Hogan, a movie star and millionaire is seeking a successful injunction against Grill’d, preventing them from continuing to use the sleeve and forcing them to pay damages for neglecting the Copyright Act.
Hogan seeks the damages charge to be moved up to “exemplary damages” due to his accusations that Grill’d acted with “flagrant disregard” for his rights and for copyright law. Hogan’s claim states Grill’d refused to cooperate with removing the cutlery sleeves knowing that it would cause him financial damage and that they must be “restrained”.

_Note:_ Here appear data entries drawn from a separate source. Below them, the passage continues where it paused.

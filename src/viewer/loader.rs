//! Background document loading with last-load-wins semantics.
//!
//! Every load gets a [`LoadTicket`] carrying a generation number. Workers
//! parse on their own thread and push completions into a shared queue; the
//! viewer drains the queue on its own thread and drops any completion whose
//! generation is no longer the newest.
//!
//! A panicking engine still produces a completion, so a load never leaves
//! the viewer stuck in `Loading`.

use super::options::DocumentSource;
use crate::document::{DocumentEngine, LoadedDocument};
use crate::error::{DocumentError, DocumentResult};
use parking_lot::Mutex;
use std::any::Any;
use std::collections::VecDeque;
use std::panic::{self, AssertUnwindSafe};
use std::sync::Arc;
use std::thread;
use tracing::{debug, error};

/// Identifies one load request.
#[derive(Clone, Copy, Debug, PartialEq, Eq, PartialOrd, Ord, Hash)]
pub struct LoadTicket {
    generation: u64,
}

impl LoadTicket {
    pub fn generation(&self) -> u64 {
        self.generation
    }
}

pub(crate) struct LoadCompletion {
    pub ticket: LoadTicket,
    pub result: DocumentResult<Box<dyn LoadedDocument>>,
}

/// Read and parse `source`. An engine panic becomes a parse error.
pub(crate) fn read_and_parse(
    engine: &dyn DocumentEngine,
    source: DocumentSource,
) -> DocumentResult<Box<dyn LoadedDocument>> {
    let bytes = source.read()?;
    panic::catch_unwind(AssertUnwindSafe(|| engine.parse(bytes))).unwrap_or_else(|payload| {
        let message = panic_message(payload.as_ref());
        error!("document engine panicked: {}", message);
        Err(DocumentError::Parse(format!("parser panicked: {}", message)))
    })
}

fn panic_message(payload: &(dyn Any + Send)) -> String {
    if let Some(message) = payload.downcast_ref::<&str>() {
        message.to_string()
    } else if let Some(message) = payload.downcast_ref::<String>() {
        message.clone()
    } else {
        "unknown panic".to_string()
    }
}

#[derive(Default)]
pub(crate) struct BackgroundLoader {
    generation: u64,
    completed: Arc<Mutex<VecDeque<LoadCompletion>>>,
    in_flight: usize,
}

impl BackgroundLoader {
    /// Start a new generation, making every earlier ticket stale.
    pub fn next_ticket(&mut self) -> LoadTicket {
        self.generation += 1;
        LoadTicket {
            generation: self.generation,
        }
    }

    pub fn is_current(&self, ticket: LoadTicket) -> bool {
        ticket.generation == self.generation
    }

    /// Make all outstanding tickets stale.
    pub fn invalidate(&mut self) {
        self.generation += 1;
    }

    /// Read and parse `source` on a worker thread.
    pub fn spawn(&mut self, ticket: LoadTicket, engine: Arc<dyn DocumentEngine>, source: DocumentSource) {
        let queue = Arc::clone(&self.completed);
        let task = move || {
            let result = read_and_parse(engine.as_ref(), source);
            queue.lock().push_back(LoadCompletion { ticket, result });
        };

        self.in_flight += 1;
        let spawned = thread::Builder::new()
            .name(format!("fieldboard-load-{}", ticket.generation))
            .spawn(task);
        if let Err(e) = spawned {
            error!("failed to spawn load worker: {}", e);
            self.completed.lock().push_back(LoadCompletion {
                ticket,
                result: Err(e.into()),
            });
        }
    }

    /// Take every completion that arrived since the last call.
    pub fn drain(&mut self) -> Vec<LoadCompletion> {
        let drained: Vec<_> = self.completed.lock().drain(..).collect();
        self.in_flight = self.in_flight.saturating_sub(drained.len());
        if !drained.is_empty() {
            debug!(count = drained.len(), pending = self.in_flight, "drained load completions");
        }
        drained
    }

    /// Loads started but not yet drained
    pub fn pending_count(&self) -> usize {
        self.in_flight
    }
}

Mr Hogan has claimed that his famous line, referred to in his claim document as the “knife line” has value because of its reach to consumers of his films. He has accused Grill’d of using the line without seeking licensing from him or Rimfire Films, the rights holders to Crocodile Dundee.
Mr Hogan submitted to the court that Crocodile Dundee was written by himself and Ken Shadie with the merchandising rights being handed to Rimfire Films in 1985.
Grill’d have not yet filed a legal defence but its owner has commented on the situation.
Simon Crowe, the founder of Grill’d has stated he is bemused by the lawsuit and would rather sit down, resolving the manner over a burger. Mr Crowe claims he is quite astounded by the lawsuit and thinks it is unnecessary.
Hogan’s lawyer has not relented in the attack against Grill’d, rejecting notions that the line has transcended copyright law to become an Australian owned phrase. Hogan and his estate reaffirmed that the inclusion of the line on the knife sleeve was obviously an attempt to falsely associate the business with Paul Hogan and his reputation.